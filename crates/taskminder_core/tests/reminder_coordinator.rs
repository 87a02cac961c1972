use chrono::{DateTime, Duration, TimeZone, Utc};
use std::cell::{Cell, RefCell};
use std::collections::BTreeSet;
use taskminder_core::{
    FixedClock, PermissionStatus, ReminderContent, ReminderCoordinator, ReminderError,
    ReminderHandle, ReminderScheduler, ReminderState, SchedulerError, SchedulerResult, Task,
    TaskId,
};

#[derive(Debug, Clone, PartialEq, Eq)]
enum Call {
    Permission,
    Schedule(TaskId, DateTime<Utc>),
    Cancel(ReminderHandle),
}

struct RecordingScheduler {
    calls: RefCell<Vec<Call>>,
    live: RefCell<BTreeSet<ReminderHandle>>,
    next_handle: Cell<u32>,
    permission: Cell<PermissionStatus>,
    fail_schedule: Cell<bool>,
    fail_cancel: Cell<bool>,
}

impl RecordingScheduler {
    fn new() -> Self {
        Self {
            calls: RefCell::new(Vec::new()),
            live: RefCell::new(BTreeSet::new()),
            next_handle: Cell::new(0),
            permission: Cell::new(PermissionStatus::Granted),
            fail_schedule: Cell::new(false),
            fail_cancel: Cell::new(false),
        }
    }

    fn live_count(&self) -> usize {
        self.live.borrow().len()
    }

    fn count(&self, pred: impl Fn(&Call) -> bool) -> usize {
        self.calls.borrow().iter().filter(|call| pred(call)).count()
    }

    fn schedules(&self) -> usize {
        self.count(|call| matches!(call, Call::Schedule(..)))
    }

    fn cancels(&self) -> usize {
        self.count(|call| matches!(call, Call::Cancel(_)))
    }

    fn permission_requests(&self) -> usize {
        self.count(|call| matches!(call, Call::Permission))
    }
}

impl ReminderScheduler for RecordingScheduler {
    fn request_permission(&self) -> SchedulerResult<PermissionStatus> {
        self.calls.borrow_mut().push(Call::Permission);
        Ok(self.permission.get())
    }

    fn schedule(
        &self,
        content: &ReminderContent,
        fire_at: DateTime<Utc>,
    ) -> SchedulerResult<ReminderHandle> {
        self.calls
            .borrow_mut()
            .push(Call::Schedule(content.task_id.clone(), fire_at));
        if self.fail_schedule.get() {
            return Err(SchedulerError::Rejected("quota exceeded".to_string()));
        }
        let next = self.next_handle.get() + 1;
        self.next_handle.set(next);
        let handle = ReminderHandle::new(format!("h{next}"));
        self.live.borrow_mut().insert(handle.clone());
        Ok(handle)
    }

    fn cancel(&self, handle: &ReminderHandle) -> SchedulerResult<()> {
        self.calls.borrow_mut().push(Call::Cancel(handle.clone()));
        if self.fail_cancel.get() {
            return Err(SchedulerError::Unavailable("service restarting".to_string()));
        }
        self.live.borrow_mut().remove(handle);
        Ok(())
    }

    fn list_pending(&self) -> SchedulerResult<Vec<ReminderHandle>> {
        Ok(self.live.borrow().iter().cloned().collect())
    }
}

fn now() -> DateTime<Utc> {
    Utc.with_ymd_and_hms(2026, 10, 19, 9, 0, 0).unwrap()
}

fn coordinator() -> ReminderCoordinator<RecordingScheduler, FixedClock> {
    ReminderCoordinator::with_clock(RecordingScheduler::new(), FixedClock::new(now()))
}

fn task(id: i64, due_at: DateTime<Utc>, completed: bool) -> Task {
    Task::new(TaskId::from(id), "Pay rent", "Monthly", due_at, completed).unwrap()
}

#[test]
fn future_incomplete_task_is_scheduled_on_create() {
    let mut reminders = coordinator();
    let t = task(42, now() + Duration::hours(2), false);

    let state = reminders.on_task_created(&t).unwrap();

    assert!(state.is_scheduled());
    assert_eq!(reminders.state(t.id()), state);
    assert_eq!(
        reminders.scheduler().calls.borrow().last(),
        Some(&Call::Schedule(TaskId::from(42), t.due_at()))
    );
}

#[test]
fn repeated_update_never_leaves_two_live_reminders() {
    let mut reminders = coordinator();
    let t = task(1, now() + Duration::minutes(30), false);

    let first = reminders.on_task_updated(&t).unwrap();
    let second = reminders.on_task_updated(&t).unwrap();

    assert_ne!(first, second);
    let scheduler = reminders.scheduler();
    assert_eq!(scheduler.schedules(), 2);
    assert_eq!(scheduler.cancels(), 1);
    assert_eq!(scheduler.live_count(), 1);
    assert_eq!(reminders.scheduled_len(), 1);
}

#[test]
fn completing_a_task_always_ends_in_none() {
    let mut reminders = coordinator();
    let due = now() + Duration::days(1);

    reminders.on_task_created(&task(1, due, false)).unwrap();
    let state = reminders.on_task_updated(&task(1, due, true)).unwrap();
    assert_eq!(state, ReminderState::None);
    assert_eq!(reminders.scheduler().live_count(), 0);

    let state = reminders
        .on_task_completed_toggle(&task(2, due, true))
        .unwrap();
    assert_eq!(state, ReminderState::None);
    assert!(reminders.is_tracked(&TaskId::from(2)));
    assert_eq!(reminders.scheduler().schedules(), 1);
}

#[test]
fn past_or_present_due_dates_are_skipped_silently() {
    let mut reminders = coordinator();

    let past = reminders
        .on_task_created(&task(1, now() - Duration::minutes(1), false))
        .unwrap();
    let present = reminders.on_task_created(&task(2, now(), false)).unwrap();

    assert_eq!(past, ReminderState::None);
    assert_eq!(present, ReminderState::None);
    assert!(reminders.scheduler().calls.borrow().is_empty());
}

#[test]
fn moving_due_date_into_the_past_cancels_reminder() {
    let mut reminders = coordinator();
    reminders
        .on_task_created(&task(1, now() + Duration::hours(1), false))
        .unwrap();

    let state = reminders
        .on_task_updated(&task(1, now() - Duration::hours(1), false))
        .unwrap();

    assert_eq!(state, ReminderState::None);
    assert_eq!(reminders.scheduler().cancels(), 1);
    assert_eq!(reminders.scheduler().live_count(), 0);
}

#[test]
fn deleting_forgets_the_id_with_or_without_reminder() {
    let mut reminders = coordinator();
    let scheduled = task(1, now() + Duration::hours(1), false);
    let idle = task(2, now() - Duration::hours(1), false);
    reminders.on_task_created(&scheduled).unwrap();
    reminders.on_task_created(&idle).unwrap();

    reminders.on_task_deleted(scheduled.id()).unwrap();
    reminders.on_task_deleted(idle.id()).unwrap();
    reminders.on_task_deleted(&TaskId::from(99)).unwrap();

    assert!(!reminders.is_tracked(scheduled.id()));
    assert!(!reminders.is_tracked(idle.id()));
    assert_eq!(reminders.tracked_len(), 0);
    assert_eq!(reminders.scheduler().live_count(), 0);
}

#[test]
fn cancel_failure_keeps_old_handle_and_skips_schedule() {
    let mut reminders = coordinator();
    let t = task(1, now() + Duration::hours(1), false);
    let original = reminders.on_task_created(&t).unwrap();

    reminders.scheduler().fail_cancel.set(true);
    let err = reminders
        .on_task_updated(&task(1, now() + Duration::hours(3), false))
        .unwrap_err();

    assert!(matches!(err, ReminderError::Cancel { .. }));
    assert_eq!(reminders.state(t.id()), original);
    assert_eq!(reminders.scheduler().schedules(), 1);

    let err = reminders.on_task_deleted(t.id()).unwrap_err();
    assert!(matches!(err, ReminderError::Cancel { .. }));
    assert!(reminders.is_tracked(t.id()));

    reminders.scheduler().fail_cancel.set(false);
    reminders.on_task_deleted(t.id()).unwrap();
    assert!(!reminders.is_tracked(t.id()));
    assert_eq!(reminders.scheduler().live_count(), 0);
}

#[test]
fn schedule_failure_leaves_state_none() {
    let mut reminders = coordinator();
    let t = task(1, now() + Duration::hours(1), false);
    reminders.on_task_created(&t).unwrap();

    reminders.scheduler().fail_schedule.set(true);
    let err = reminders.on_task_updated(&t).unwrap_err();

    assert!(matches!(err, ReminderError::Schedule { ref task_id, .. } if *task_id == TaskId::from(1)));
    assert_eq!(reminders.state(t.id()), ReminderState::None);
    assert_eq!(reminders.scheduler().live_count(), 0);
}

#[test]
fn permission_is_requested_once_when_granted() {
    let mut reminders = coordinator();
    reminders
        .on_task_created(&task(1, now() + Duration::hours(1), false))
        .unwrap();
    reminders
        .on_task_created(&task(2, now() + Duration::hours(2), false))
        .unwrap();

    assert_eq!(reminders.scheduler().permission_requests(), 1);
}

#[test]
fn denied_permission_is_reported_and_asked_again() {
    let mut reminders = coordinator();
    reminders
        .scheduler()
        .permission
        .set(PermissionStatus::Denied);
    let t = task(1, now() + Duration::hours(1), false);

    let err = reminders.on_task_created(&t).unwrap_err();
    assert_eq!(err, ReminderError::PermissionDenied);
    assert_eq!(reminders.state(t.id()), ReminderState::None);
    assert_eq!(reminders.scheduler().schedules(), 0);

    reminders
        .scheduler()
        .permission
        .set(PermissionStatus::Granted);
    assert!(reminders.on_task_updated(&t).unwrap().is_scheduled());
    assert_eq!(reminders.scheduler().permission_requests(), 2);
}

#[test]
fn reconcile_schedules_listed_tasks_and_forgets_missing_ones() {
    let mut reminders = coordinator();
    let gone = task(9, now() + Duration::hours(1), false);
    reminders.on_task_created(&gone).unwrap();

    let listing = vec![
        task(1, now() + Duration::hours(1), false),
        task(2, now() + Duration::hours(2), true),
        task(3, now() - Duration::hours(2), false),
    ];
    let report = reminders.reconcile(&listing);

    assert!(report.is_clean());
    assert_eq!(report.scheduled, 1);
    assert_eq!(report.cleared, 2);
    assert_eq!(report.removed, 1);
    assert!(!reminders.is_tracked(gone.id()));
    assert_eq!(reminders.scheduler().live_count(), 1);
    assert_eq!(reminders.pending_handles().unwrap().len(), 1);
}

#[test]
fn reconcile_collects_failures_without_stopping() {
    let mut reminders = coordinator();
    reminders.scheduler().fail_schedule.set(true);

    let report = reminders.reconcile(&[
        task(1, now() + Duration::hours(1), false),
        task(2, now() + Duration::hours(2), false),
    ]);

    assert_eq!(report.failures.len(), 2);
    assert_eq!(report.scheduled, 0);
    assert_eq!(reminders.tracked_len(), 2);
}

#[test]
fn delivered_reminder_returns_to_none_unless_stale() {
    let mut reminders = coordinator();
    let t = task(1, now() + Duration::hours(1), false);
    let first = reminders.on_task_created(&t).unwrap();
    let stale = first.handle().cloned().unwrap();
    let current = reminders.on_task_updated(&t).unwrap();

    reminders.on_reminder_delivered(t.id(), &stale);
    assert_eq!(reminders.state(t.id()), current);

    let live = current.handle().cloned().unwrap();
    reminders.on_reminder_delivered(t.id(), &live);
    assert_eq!(reminders.state(t.id()), ReminderState::None);
}
//! Task domain model.
//!
//! # Responsibility
//! - Define the canonical `Task` record returned by the store client.
//! - Validate user-facing text fields before any store call.
//!
//! # Invariants
//! - `id` is assigned by the persistence service and never synthesized locally.
//! - `id` is immutable once a `Task` exists (no setter is exposed).
//! - `title` and `description` are non-empty after trimming.
//! - `due_at` may be in the past; it simply never produces a reminder.

use chrono::{DateTime, Utc};
use serde::{Deserialize, Serialize};
use std::error::Error;
use std::fmt::{Display, Formatter};

/// Opaque task identifier assigned by the persistence service.
///
/// The hosted backend uses integer keys while other services may use text;
/// both are carried as their canonical string form.
#[derive(Debug, Clone, PartialEq, Eq, PartialOrd, Ord, Hash, Serialize, Deserialize)]
#[serde(transparent)]
pub struct TaskId(String);

impl TaskId {
    pub fn new(value: impl Into<String>) -> Self {
        Self(value.into())
    }

    pub fn as_str(&self) -> &str {
        &self.0
    }
}

impl Display for TaskId {
    fn fmt(&self, f: &mut Formatter<'_>) -> std::fmt::Result {
        f.write_str(&self.0)
    }
}

impl From<i64> for TaskId {
    fn from(value: i64) -> Self {
        Self(value.to_string())
    }
}

impl From<&str> for TaskId {
    fn from(value: &str) -> Self {
        Self(value.to_string())
    }
}

/// Validation failures for task text fields.
#[derive(Debug, Clone, PartialEq, Eq)]
pub enum TaskValidationError {
    EmptyTitle,
    EmptyDescription,
}

impl Display for TaskValidationError {
    fn fmt(&self, f: &mut Formatter<'_>) -> std::fmt::Result {
        match self {
            Self::EmptyTitle => write!(f, "title must not be empty"),
            Self::EmptyDescription => write!(f, "description must not be empty"),
        }
    }
}

impl Error for TaskValidationError {}

pub(crate) fn validate_title(value: &str) -> Result<(), TaskValidationError> {
    if value.trim().is_empty() {
        return Err(TaskValidationError::EmptyTitle);
    }
    Ok(())
}

pub(crate) fn validate_description(value: &str) -> Result<(), TaskValidationError> {
    if value.trim().is_empty() {
        return Err(TaskValidationError::EmptyDescription);
    }
    Ok(())
}

/// Canonical task record as confirmed by the persistence service.
#[derive(Debug, Clone, PartialEq, Eq, Serialize)]
pub struct Task {
    id: TaskId,
    title: String,
    description: String,
    due_at: DateTime<Utc>,
    is_completed: bool,
}

impl Task {
    /// Builds a task from service-confirmed parts.
    ///
    /// # Errors
    /// - Returns `TaskValidationError` when `title` or `description` is blank.
    pub fn new(
        id: TaskId,
        title: impl Into<String>,
        description: impl Into<String>,
        due_at: DateTime<Utc>,
        is_completed: bool,
    ) -> Result<Self, TaskValidationError> {
        let title = title.into();
        let description = description.into();
        validate_title(&title)?;
        validate_description(&description)?;
        Ok(Self {
            id,
            title,
            description,
            due_at,
            is_completed,
        })
    }

    pub fn id(&self) -> &TaskId {
        &self.id
    }

    pub fn title(&self) -> &str {
        &self.title
    }

    pub fn description(&self) -> &str {
        &self.description
    }

    pub fn due_at(&self) -> DateTime<Utc> {
        self.due_at
    }

    pub fn is_completed(&self) -> bool {
        self.is_completed
    }

    /// Returns whether the due instant lies strictly after `now`.
    pub fn is_due_after(&self, now: DateTime<Utc>) -> bool {
        self.due_at > now
    }
}

/// Input for creating a task before the service assigns an id.
#[derive(Debug, Clone, PartialEq, Eq)]
pub struct NewTask {
    pub title: String,
    pub description: String,
    pub due_at: DateTime<Utc>,
}

impl NewTask {
    pub fn new(
        title: impl Into<String>,
        description: impl Into<String>,
        due_at: DateTime<Utc>,
    ) -> Self {
        Self {
            title: title.into(),
            description: description.into(),
            due_at,
        }
    }

    /// Checks text invariants. Must run before any persistence call.
    pub fn validate(&self) -> Result<(), TaskValidationError> {
        validate_title(&self.title)?;
        validate_description(&self.description)
    }
}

========

Write out only the lines that run from the line containing "fn cancels(&self) ->" through the line containing "impl ReminderScheduler for", both included, exactly as they appear above.

    fn cancels(&self) -> usize {
        self.count(|call| matches!(call, Call::Cancel(_)))
    }

    fn permission_requests(&self) -> usize {
        self.count(|call| matches!(call, Call::Permission))
    }
}

impl ReminderScheduler for RecordingScheduler {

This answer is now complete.